‘Safe staffing saves lives’: BC nurses to Province

Nurse-patient ratios are needed to retain nurses and save health-care system

 

HUNDREDS of nurses from communities across the province are in Vancouver this week calling on the provincial government to take urgent action to address BC’s worsening nurse shortage. They warn that nurses are continuing to leave the profession, leading to a staffing crisis that threatens the health of all BC patients.

“The shortage has reached such dire levels that we regularly see temporary closures of emergency rooms in communities around BC,” said BC Nurses’ Union (BCNU) President Aman Grewal on Wednesday.

A severe staffing shortage and increased patient care needs have resulted in untenable conditions in emergency departments everywhere, including recently at Surrey Memorial Hospital and the University Hospital of Northern BC in Prince George.

Grewal noted that nurses overwhelmingly cite high workloads and insufficient staffing levels as the top reasons they’re considering leaving. She added that nurses are experiencing unheard of levels of moral distress from witnessing the ongoing and negative impact on patient care.

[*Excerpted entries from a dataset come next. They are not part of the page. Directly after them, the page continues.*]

// SPDX-License-Identifier: Apache-2.0

//! The static catalogue of AND fences.
//!
//! A fence fixes how many AND gates sit at each multiplicative level; every
//! synthesized circuit is an instance of exactly one fence. The catalogue
//! covers all fences with up to 15 gates and up to 3 levels, ordered by level
//! count and then gate count, so a linear scan visits cheaper shapes first.
//! Each fence carries its baseline scheduling requirement: how many inputs
//! must already be available at the bottom levels for the shape to be
//! realizable at all.

use once_cell::sync::Lazy;

#[derive(Debug, Clone)]
pub struct AndFence {
    /// AND gates per multiplicative level, bottom first.
    pub levels: &'static [u8],
    /// Minimum number of inputs that must be available at each level.
    pub baseline: &'static [u8],
    /// Total AND gates.
    pub mc: u8,
    /// Multiplicative depth (number of levels).
    pub md: u8,
}

impl AndFence {
    pub fn total_gates(&self) -> usize {
        self.mc as usize
    }

    /// Number of gates strictly below `level`.
    pub fn gates_below(&self, level: u8) -> usize {
        self.levels[..level as usize]
            .iter()
            .map(|&n| n as usize)
            .sum()
    }
}

#[rustfmt::skip]
static FENCE_SHAPES: &[(&[u8], &[u8])] = &[
    (&[1], &[2]),
    (&[2], &[3]),
    (&[3], &[3]),
    (&[4], &[3]),
    (&[5], &[3]),
    (&[6], &[3]),
    (&[7], &[3]),
    (&[8], &[3]),
    (&[9], &[3]),
    (&[10], &[4]),
    (&[11], &[4]),
    (&[12], &[4]),
    (&[13], &[4]),
    (&[14], &[4]),
    (&[15], &[4]),
    (&[1, 1], &[2, 0]),
    (&[1, 2], &[2, 0]),
    (&[2, 1], &[3, 0]),
    (&[1, 3], &[2, 0]),
    (&[2, 2], &[3, 0]),
    (&[3, 1], &[3, 0]),
    (&[1, 4], &[2, 0]),
    (&[2, 3], &[3, 0]),
    (&[3, 2], &[3, 0]),
    (&[4, 1], &[3, 0]),
    (&[1, 5], &[2, 0]),
    (&[2, 4], &[3, 0]),
    (&[3, 3], &[3, 0]),
    (&[4, 2], &[3, 0]),
    (&[5, 1], &[3, 0]),
    (&[1, 6], &[2, 0]),
    (&[2, 5], &[3, 0]),
    (&[3, 4], &[3, 0]),
    (&[4, 3], &[3, 0]),
    (&[5, 2], &[3, 0]),
    (&[6, 1], &[3, 0]),
    (&[1, 7], &[2, 0]),
    (&[2, 6], &[3, 0]),
    (&[3, 5], &[3, 0]),
    (&[4, 4], &[3, 0]),
    (&[5, 3], &[3, 0]),
    (&[6, 2], &[3, 0]),
    (&[7, 1], &[3, 0]),
    (&[1, 1, 1], &[2, 0, 0]),
    (&[1, 1, 2], &[2, 0, 0]),
    (&[1, 2, 1], &[2, 0, 0]),
    (&[2, 1, 1], &[3, 0, 0]),
    (&[1, 1, 3], &[2, 0, 0]),
    (&[1, 2, 2], &[2, 0, 0]),
    (&[1, 3, 1], &[2, 0, 0]),
    (&[2, 1, 2], &[3, 0, 0]),
    (&[2, 2, 1], &[3, 0, 0]),
    (&[3, 1, 1], &[3, 0, 0]),
    (&[1, 1, 4], &[2, 0, 0]),
    (&[1, 2, 3], &[2, 0, 0]),
    (&[1, 3, 2], &[2, 0, 0]),
    (&[1, 4, 1], &[2, 0, 0]),
    (&[2, 1, 3], &[3, 0, 0]),
    (&[2, 2, 2], &[3, 0, 0]),
    (&[2, 3, 1], &[3, 0, 0]),
    (&[3, 1, 2], &[3, 0, 0]),
    (&[3, 2, 1], &[3, 0, 0]),
    (&[4, 1, 1], &[3, 0, 0]),
    (&[1, 1, 5], &[2, 0, 0]),
    (&[1, 2, 4], &[2, 0, 0]),
    (&[1, 3, 3], &[2, 0, 0]),
    (&[1, 4, 2], &[2, 0, 0]),
    (&[1, 5, 1], &[2, 0, 0]),
    (&[2, 1, 4], &[3, 0, 0]),
    (&[2, 2, 3], &[3, 0, 0]),
    (&[2, 3, 2], &[3, 0, 0]),
    (&[2, 4, 1], &[3, 0, 0]),
    (&[3, 1, 3], &[3, 0, 0]),
    (&[3, 2, 2], &[3, 0, 0]),
    (&[3, 3, 1], &[3, 0, 0]),
    (&[4, 1, 2], &[3, 0, 0]),
    (&[4, 2, 1], &[3, 0, 0]),
    (&[5, 1, 1], &[3, 0, 0]),
];

pub static AND_FENCES: Lazy<Vec<AndFence>> = Lazy::new(|| {
    FENCE_SHAPES
        .iter()
        .map(|&(levels, baseline)| AndFence {
            levels,
            baseline,
            mc: levels.iter().sum(),
            md: levels.len() as u8,
        })
        .collect()
});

“The new normal for a working nurse is a 16-to-18-hour shift without a break and no support, and that’s leading to high levels of burnout and exhaustion,” she warned. “We are seeing the devastating impacts on working nurses now who are burning out as they try to carry the system on their backs.”

Grewal said an agreement reached in April between the Nurses’ Bargaining Association and the Province to implement minimum nurse-patient ratios across health-care settings has the promise to improve the staffing and practice conditions needed to keep nurses in the profession and improve patient care.

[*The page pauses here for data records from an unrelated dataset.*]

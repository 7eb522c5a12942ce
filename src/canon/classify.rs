// SPDX-License-Identifier: Apache-2.0

//! Bounded canonicalization of cut functions.
//!
//! Functions of up to four variables are classified under the full transform
//! vocabulary (permutation, input/output complement, linear input
//! combination, disjoint output XOR) by an exhaustive closure search: the
//! representative is the numerically smallest reachable table, and the
//! recorded transform sequence replays the function into it. Five- and
//! six-variable functions fall back to plain NPN enumeration, which always
//! terminates; the classes are coarser but equal representatives still imply
//! equivalence. Anything larger, or any search that exhausts its step budget,
//! is reported as unclassifiable, which callers treat as a normal negative
//! outcome.

use std::collections::{HashMap, VecDeque};

use crate::canon::transform::Transform;
use crate::tt::{MAX_WORD_VARS, TruthTable};

pub const DEFAULT_STEP_BUDGET: usize = 4_000_000;

/// Variable count above which closure search gives way to NPN enumeration.
const CLOSURE_MAX_VARS: u8 = 4;

#[derive(Debug, Clone, PartialEq, Eq)]
pub enum Classified {
    Canonical {
        repr: TruthTable,
        /// Applying these transforms in order maps the classified function to
        /// `repr`; being involutions, the reversed sequence maps back.
        ops: Vec<Transform>,
    },
    Unclassifiable,
}

pub struct Classifier {
    step_budget: usize,
    memo: HashMap<(u8, u64), Classified>,
}

impl Classifier {
    pub fn new(step_budget: usize) -> Self {
        Classifier {
            step_budget,
            memo: HashMap::new(),
        }
    }

    pub fn classify(&mut self, tt: &TruthTable) -> Classified {
        let Some(word) = tt.as_word() else {
            return Classified::Unclassifiable;
        };
        let k = tt.num_vars();
        if let Some(hit) = self.memo.get(&(k, word)) {
            return hit.clone();
        }
        let result = if k <= CLOSURE_MAX_VARS {
            closure_classify(word, k, self.step_budget)
        } else if k <= MAX_WORD_VARS {
            npn_classify(word, k, self.step_budget)
        } else {
            Classified::Unclassifiable
        };
        self.memo.insert((k, word), result.clone());
        result
    }
}

impl Default for Classifier {
    fn default() -> Self {
        Classifier::new(DEFAULT_STEP_BUDGET)
    }
}

fn generators(k: u8) -> Vec<Transform> {
    let mut gens = vec![Transform::FlipOutput];
    for i in 0..k {
        gens.push(Transform::FlipVar(i));
        gens.push(Transform::DisjointXor(i));
        for j in 0..k {
            if i < j {
                gens.push(Transform::SwapVars(i, j));
            }
            if i != j {
                gens.push(Transform::LinearCombine(i, j));
            }
        }
    }
    gens
}

/// Exhaustive closure over the transform group, recording parent edges so the
/// path to the minimum can be replayed.
fn closure_classify(start: u64, k: u8, budget: usize) -> Classified {
    let gens = generators(k);
    // child word -> (parent word, transform taking parent to child)
    let mut parent: HashMap<u64, (u64, Transform)> = HashMap::new();
    parent.insert(start, (start, Transform::FlipOutput)); // sentinel entry
    let mut queue: VecDeque<u64> = VecDeque::new();
    queue.push_back(start);
    let mut steps = 0usize;

    while let Some(w) = queue.pop_front() {
        for &g in &gens {
            steps += 1;
            if steps > budget {
                return Classified::Unclassifiable;
            }
            let nw = g.apply_word(w, k);
            parent.entry(nw).or_insert_with(|| {
                queue.push_back(nw);
                (w, g)
            });
        }
    }

    let repr = parent.keys().copied().min().unwrap_or(start);
    let mut ops = Vec::new();
    let mut cursor = repr;
    while cursor != start {
        let (p, g) = parent[&cursor];
        ops.push(g);
        cursor = p;
    }
    ops.reverse();
    Classified::Canonical {
        repr: TruthTable::from_word(k, repr),
        ops,
    }
}

/// NPN canonicalization by full enumeration, emitting the winning transform
/// as a sequence of elementary ops (input complements, then swaps realizing
/// the permutation, then the output complement).
fn npn_classify(start: u64, k: u8, budget: usize) -> Classified {
    let mut best = start;
    let mut best_ops: Vec<Transform> = Vec::new();
    let mut steps = 0usize;

    let mut ops = Vec::with_capacity(k as usize * 2 + 1);
    for perm in permutations(k) {
        let swaps = perm_to_swaps(&perm);
        for neg_mask in 0u32..(1u32 << k) {
            for out_neg in [false, true] {
                ops.clear();
                for i in 0..k {
                    if (neg_mask >> i) & 1 == 1 {
                        ops.push(Transform::FlipVar(i));
                    }
                }
                ops.extend_from_slice(&swaps);
                if out_neg {
                    ops.push(Transform::FlipOutput);
                }

                steps += ops.len() + 1;
                if steps > budget {
                    return Classified::Unclassifiable;
                }
                let cand = ops.iter().fold(start, |w, op| op.apply_word(w, k));
                if cand < best {
                    best = cand;
                    best_ops = ops.clone();
                }
            }
        }
    }

    Classified::Canonical {
        repr: TruthTable::from_word(k, best),
        ops: best_ops,
    }
}

fn permutations(k: u8) -> Vec<Vec<u8>> {
    let mut out = Vec::new();
    let mut arr: Vec<u8> = (0..k).collect();
    permute_rec(&mut arr, 0, &mut out);
    out
}

fn permute_rec(arr: &mut Vec<u8>, pos: usize, out: &mut Vec<Vec<u8>>) {
    if pos == arr.len() {
        out.push(arr.clone());
        return;
    }
    for i in pos..arr.len() {
        arr.swap(pos, i);
        permute_rec(arr, pos + 1, out);
        arr.swap(pos, i);
    }
}

/// Decomposes a target arrangement into a sequence of `SwapVars` ops.
fn perm_to_swaps(perm: &[u8]) -> Vec<Transform> {
    let mut arr: Vec<u8> = (0..perm.len() as u8).collect();
    let mut swaps = Vec::new();
    for i in 0..perm.len() {
        let j = arr[i..].iter().position(|&v| v == perm[i]).map(|p| p + i);
        if let Some(j) = j {
            if j != i {
                arr.swap(i, j);
                swaps.push(Transform::SwapVars(i as u8, j as u8));
            }
        }
    }
    swaps
}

She added; “Safe staffing saves lives. A staffing model that includes nurse-patient ratios, when properly implemented, will help us retain and recruit the nurses we so desperately need.” Grewal said her members will be watching to ensure the government keeps its promise of safe patient care and make nurse-patient ratios a reality.

In California and Australia, where ratios have been mandated, there’s been a noticeable improvement in safe patient care, decreased nurse fatigue, and increased recruitment and retention. All the more reason, said Grewal, to get to work here in BC.

The latest workforce numbers from Stats Can show there are currently 5,010 nurse vacancies in BC, and by 2031, nearly 27,000 nurses will be needed to keep up with the health-care needs of an expanding population.